[[ Provided information open ]]
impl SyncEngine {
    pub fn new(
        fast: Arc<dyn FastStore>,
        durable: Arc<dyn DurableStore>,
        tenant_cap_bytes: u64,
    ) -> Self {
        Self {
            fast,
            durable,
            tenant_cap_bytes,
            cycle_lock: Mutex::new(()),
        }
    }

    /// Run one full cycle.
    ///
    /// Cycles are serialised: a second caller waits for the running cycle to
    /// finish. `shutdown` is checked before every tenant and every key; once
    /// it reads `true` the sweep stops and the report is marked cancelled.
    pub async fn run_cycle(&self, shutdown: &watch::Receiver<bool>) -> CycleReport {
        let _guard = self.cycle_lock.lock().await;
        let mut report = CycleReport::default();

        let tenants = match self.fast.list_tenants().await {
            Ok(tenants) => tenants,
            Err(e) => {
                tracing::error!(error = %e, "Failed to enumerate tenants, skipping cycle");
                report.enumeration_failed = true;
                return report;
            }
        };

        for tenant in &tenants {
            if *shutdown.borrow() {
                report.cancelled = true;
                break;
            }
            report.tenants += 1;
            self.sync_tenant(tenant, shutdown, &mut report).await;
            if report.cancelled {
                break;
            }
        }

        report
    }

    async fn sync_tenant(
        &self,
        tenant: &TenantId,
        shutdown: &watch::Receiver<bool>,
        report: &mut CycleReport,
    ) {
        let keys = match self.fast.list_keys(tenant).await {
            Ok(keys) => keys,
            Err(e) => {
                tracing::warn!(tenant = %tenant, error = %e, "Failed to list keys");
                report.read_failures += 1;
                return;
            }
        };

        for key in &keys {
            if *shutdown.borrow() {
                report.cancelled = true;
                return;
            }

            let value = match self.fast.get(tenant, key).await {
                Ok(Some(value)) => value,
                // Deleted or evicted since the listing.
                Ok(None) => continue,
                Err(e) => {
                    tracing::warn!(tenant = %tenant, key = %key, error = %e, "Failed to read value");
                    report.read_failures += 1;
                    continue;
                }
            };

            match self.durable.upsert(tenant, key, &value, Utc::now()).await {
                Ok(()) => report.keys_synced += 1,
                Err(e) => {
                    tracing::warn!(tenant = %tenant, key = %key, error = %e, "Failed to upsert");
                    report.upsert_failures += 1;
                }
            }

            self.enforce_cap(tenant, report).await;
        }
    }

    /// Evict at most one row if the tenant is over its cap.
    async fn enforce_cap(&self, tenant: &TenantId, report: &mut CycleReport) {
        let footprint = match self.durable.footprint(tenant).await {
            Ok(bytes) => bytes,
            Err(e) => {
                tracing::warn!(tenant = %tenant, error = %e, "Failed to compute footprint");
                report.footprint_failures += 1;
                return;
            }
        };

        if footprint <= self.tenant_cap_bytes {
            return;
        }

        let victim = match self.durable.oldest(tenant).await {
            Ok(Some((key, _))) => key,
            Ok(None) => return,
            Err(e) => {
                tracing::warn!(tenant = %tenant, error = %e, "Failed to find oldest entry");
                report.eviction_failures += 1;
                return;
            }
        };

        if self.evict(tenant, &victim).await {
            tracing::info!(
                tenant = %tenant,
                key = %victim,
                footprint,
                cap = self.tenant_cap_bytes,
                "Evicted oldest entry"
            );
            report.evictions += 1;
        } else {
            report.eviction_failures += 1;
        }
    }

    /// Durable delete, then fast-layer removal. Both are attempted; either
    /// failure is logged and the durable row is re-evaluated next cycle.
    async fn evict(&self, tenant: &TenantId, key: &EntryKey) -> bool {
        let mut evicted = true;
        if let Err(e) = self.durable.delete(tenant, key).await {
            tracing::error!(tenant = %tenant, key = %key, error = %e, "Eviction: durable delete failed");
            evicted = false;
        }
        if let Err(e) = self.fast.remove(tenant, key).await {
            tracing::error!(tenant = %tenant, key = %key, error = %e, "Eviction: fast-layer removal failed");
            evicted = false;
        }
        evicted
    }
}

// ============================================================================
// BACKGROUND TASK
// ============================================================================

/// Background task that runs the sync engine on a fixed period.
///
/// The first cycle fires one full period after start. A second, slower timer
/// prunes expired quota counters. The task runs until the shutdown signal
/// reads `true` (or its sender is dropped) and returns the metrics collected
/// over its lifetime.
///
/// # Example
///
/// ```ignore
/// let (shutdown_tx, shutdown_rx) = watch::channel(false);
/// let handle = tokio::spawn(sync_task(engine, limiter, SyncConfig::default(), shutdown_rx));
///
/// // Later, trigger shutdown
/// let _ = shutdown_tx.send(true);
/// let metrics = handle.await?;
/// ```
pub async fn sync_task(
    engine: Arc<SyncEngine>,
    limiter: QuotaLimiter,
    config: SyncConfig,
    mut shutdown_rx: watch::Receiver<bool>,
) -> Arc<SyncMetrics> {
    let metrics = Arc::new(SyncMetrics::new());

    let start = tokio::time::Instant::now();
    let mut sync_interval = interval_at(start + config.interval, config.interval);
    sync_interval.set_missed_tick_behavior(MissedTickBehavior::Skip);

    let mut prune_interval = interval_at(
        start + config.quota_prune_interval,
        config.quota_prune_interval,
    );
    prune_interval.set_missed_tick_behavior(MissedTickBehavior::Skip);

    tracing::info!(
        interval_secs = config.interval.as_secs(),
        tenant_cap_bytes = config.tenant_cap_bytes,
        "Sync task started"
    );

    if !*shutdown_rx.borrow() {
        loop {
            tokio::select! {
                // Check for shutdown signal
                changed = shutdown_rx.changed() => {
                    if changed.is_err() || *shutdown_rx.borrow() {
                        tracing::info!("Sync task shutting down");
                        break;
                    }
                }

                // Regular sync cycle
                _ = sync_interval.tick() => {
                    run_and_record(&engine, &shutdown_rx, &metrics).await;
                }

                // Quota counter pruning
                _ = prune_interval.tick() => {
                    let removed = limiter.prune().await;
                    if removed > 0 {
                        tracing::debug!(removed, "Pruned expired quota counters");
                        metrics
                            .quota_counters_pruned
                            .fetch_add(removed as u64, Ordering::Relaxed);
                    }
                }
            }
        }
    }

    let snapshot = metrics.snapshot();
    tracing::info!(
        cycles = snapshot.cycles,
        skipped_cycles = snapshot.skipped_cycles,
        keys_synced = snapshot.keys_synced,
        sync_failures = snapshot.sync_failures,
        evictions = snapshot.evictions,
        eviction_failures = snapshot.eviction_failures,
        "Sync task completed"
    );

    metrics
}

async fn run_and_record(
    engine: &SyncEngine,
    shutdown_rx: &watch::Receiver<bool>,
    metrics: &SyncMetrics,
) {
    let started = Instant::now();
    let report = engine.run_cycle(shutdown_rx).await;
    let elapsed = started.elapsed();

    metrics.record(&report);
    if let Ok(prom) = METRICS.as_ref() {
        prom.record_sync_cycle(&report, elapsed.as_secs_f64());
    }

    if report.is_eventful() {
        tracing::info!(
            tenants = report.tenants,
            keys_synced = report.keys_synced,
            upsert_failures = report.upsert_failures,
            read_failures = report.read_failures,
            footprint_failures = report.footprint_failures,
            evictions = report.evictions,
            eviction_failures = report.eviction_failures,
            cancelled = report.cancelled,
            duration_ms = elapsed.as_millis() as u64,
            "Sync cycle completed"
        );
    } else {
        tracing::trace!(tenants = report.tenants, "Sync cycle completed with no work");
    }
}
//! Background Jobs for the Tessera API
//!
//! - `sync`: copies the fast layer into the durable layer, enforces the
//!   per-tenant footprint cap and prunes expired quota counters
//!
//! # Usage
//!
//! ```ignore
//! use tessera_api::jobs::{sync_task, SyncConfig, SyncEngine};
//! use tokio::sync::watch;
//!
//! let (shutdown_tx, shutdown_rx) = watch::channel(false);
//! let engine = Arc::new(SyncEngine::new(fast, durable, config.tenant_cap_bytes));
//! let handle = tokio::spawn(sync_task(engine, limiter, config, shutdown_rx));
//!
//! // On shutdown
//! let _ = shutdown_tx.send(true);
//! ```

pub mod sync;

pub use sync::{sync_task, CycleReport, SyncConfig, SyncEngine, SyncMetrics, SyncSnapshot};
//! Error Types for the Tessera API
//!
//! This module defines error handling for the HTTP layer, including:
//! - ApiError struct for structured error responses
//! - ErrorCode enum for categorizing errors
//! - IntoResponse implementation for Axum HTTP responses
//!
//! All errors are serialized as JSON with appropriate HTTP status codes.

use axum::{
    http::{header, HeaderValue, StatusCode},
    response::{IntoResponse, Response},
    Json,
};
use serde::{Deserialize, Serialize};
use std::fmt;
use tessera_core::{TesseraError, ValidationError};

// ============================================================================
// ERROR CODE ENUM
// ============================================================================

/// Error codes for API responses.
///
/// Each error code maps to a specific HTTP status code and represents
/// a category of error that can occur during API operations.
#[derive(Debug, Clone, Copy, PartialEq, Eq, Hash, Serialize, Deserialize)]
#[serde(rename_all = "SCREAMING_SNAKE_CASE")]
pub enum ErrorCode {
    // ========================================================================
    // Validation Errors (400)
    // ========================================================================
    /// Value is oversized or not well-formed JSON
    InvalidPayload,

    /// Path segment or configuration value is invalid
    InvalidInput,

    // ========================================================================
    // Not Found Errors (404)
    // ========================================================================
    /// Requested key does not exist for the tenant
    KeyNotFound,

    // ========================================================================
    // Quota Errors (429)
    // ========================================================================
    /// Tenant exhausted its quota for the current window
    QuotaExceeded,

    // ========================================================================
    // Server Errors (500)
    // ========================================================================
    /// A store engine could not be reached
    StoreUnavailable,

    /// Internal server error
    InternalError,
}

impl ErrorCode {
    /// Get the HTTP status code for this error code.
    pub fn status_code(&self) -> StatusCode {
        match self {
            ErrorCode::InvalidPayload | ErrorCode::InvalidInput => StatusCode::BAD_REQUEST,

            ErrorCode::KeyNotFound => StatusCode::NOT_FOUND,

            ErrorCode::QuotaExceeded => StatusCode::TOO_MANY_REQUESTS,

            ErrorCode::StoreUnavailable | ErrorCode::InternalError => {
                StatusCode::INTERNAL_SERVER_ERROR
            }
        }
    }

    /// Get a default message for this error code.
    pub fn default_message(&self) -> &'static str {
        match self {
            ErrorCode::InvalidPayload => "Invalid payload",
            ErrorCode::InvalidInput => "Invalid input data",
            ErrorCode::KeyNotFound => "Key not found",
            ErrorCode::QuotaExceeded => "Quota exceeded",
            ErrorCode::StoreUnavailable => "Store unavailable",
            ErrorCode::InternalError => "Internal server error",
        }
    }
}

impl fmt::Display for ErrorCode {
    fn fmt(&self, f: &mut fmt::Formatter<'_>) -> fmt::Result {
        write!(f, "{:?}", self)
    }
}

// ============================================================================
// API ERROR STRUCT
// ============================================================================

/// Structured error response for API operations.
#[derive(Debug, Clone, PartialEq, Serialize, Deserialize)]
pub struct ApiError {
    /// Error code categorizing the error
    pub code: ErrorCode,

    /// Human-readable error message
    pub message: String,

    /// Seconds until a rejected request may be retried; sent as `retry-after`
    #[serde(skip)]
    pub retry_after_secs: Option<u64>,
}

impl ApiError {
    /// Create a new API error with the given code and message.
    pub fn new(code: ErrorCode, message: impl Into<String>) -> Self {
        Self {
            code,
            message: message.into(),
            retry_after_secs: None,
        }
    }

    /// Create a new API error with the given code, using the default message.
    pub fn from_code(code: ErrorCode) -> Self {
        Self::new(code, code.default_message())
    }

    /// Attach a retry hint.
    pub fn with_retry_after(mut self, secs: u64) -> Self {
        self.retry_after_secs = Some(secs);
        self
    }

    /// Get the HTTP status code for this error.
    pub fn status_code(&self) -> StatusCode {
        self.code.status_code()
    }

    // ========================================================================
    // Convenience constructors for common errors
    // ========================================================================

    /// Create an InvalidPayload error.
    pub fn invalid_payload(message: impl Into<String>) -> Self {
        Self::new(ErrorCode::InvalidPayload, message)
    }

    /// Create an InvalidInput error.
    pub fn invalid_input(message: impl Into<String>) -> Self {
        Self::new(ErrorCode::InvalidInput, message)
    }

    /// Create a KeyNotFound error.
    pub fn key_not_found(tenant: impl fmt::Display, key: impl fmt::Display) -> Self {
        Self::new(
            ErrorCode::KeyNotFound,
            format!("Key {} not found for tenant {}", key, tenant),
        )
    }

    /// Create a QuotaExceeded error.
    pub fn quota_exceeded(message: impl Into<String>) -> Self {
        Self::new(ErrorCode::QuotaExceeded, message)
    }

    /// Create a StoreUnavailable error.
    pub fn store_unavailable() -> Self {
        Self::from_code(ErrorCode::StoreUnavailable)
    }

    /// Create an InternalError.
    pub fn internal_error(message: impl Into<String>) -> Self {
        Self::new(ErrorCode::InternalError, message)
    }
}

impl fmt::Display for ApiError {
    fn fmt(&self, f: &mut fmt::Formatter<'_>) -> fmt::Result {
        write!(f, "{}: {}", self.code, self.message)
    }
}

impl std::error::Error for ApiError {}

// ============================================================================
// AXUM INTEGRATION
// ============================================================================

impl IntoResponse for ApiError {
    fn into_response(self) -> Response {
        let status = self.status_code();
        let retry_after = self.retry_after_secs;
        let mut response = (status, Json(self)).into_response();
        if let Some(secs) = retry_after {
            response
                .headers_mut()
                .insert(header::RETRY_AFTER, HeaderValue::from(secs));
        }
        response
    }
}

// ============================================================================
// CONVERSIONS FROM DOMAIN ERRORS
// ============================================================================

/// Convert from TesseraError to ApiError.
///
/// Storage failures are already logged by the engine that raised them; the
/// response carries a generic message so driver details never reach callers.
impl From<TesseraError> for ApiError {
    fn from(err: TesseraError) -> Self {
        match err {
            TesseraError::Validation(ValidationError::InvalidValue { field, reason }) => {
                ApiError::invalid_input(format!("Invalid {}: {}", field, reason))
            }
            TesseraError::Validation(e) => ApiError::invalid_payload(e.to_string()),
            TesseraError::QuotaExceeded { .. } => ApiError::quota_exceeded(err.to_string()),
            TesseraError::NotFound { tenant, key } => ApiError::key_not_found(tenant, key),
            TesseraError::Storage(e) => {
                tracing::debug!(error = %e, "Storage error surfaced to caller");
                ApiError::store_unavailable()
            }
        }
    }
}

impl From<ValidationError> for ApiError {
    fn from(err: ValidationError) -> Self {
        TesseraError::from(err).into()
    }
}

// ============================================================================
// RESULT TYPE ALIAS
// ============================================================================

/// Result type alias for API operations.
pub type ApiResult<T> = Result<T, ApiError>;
[[ Provided information closed ]]
Exercise description:
Would you copy all lines in the records where the string "codes" appears?

Your response:
//! All errors are serialized as JSON with appropriate HTTP status codes.
/// Error codes for API responses.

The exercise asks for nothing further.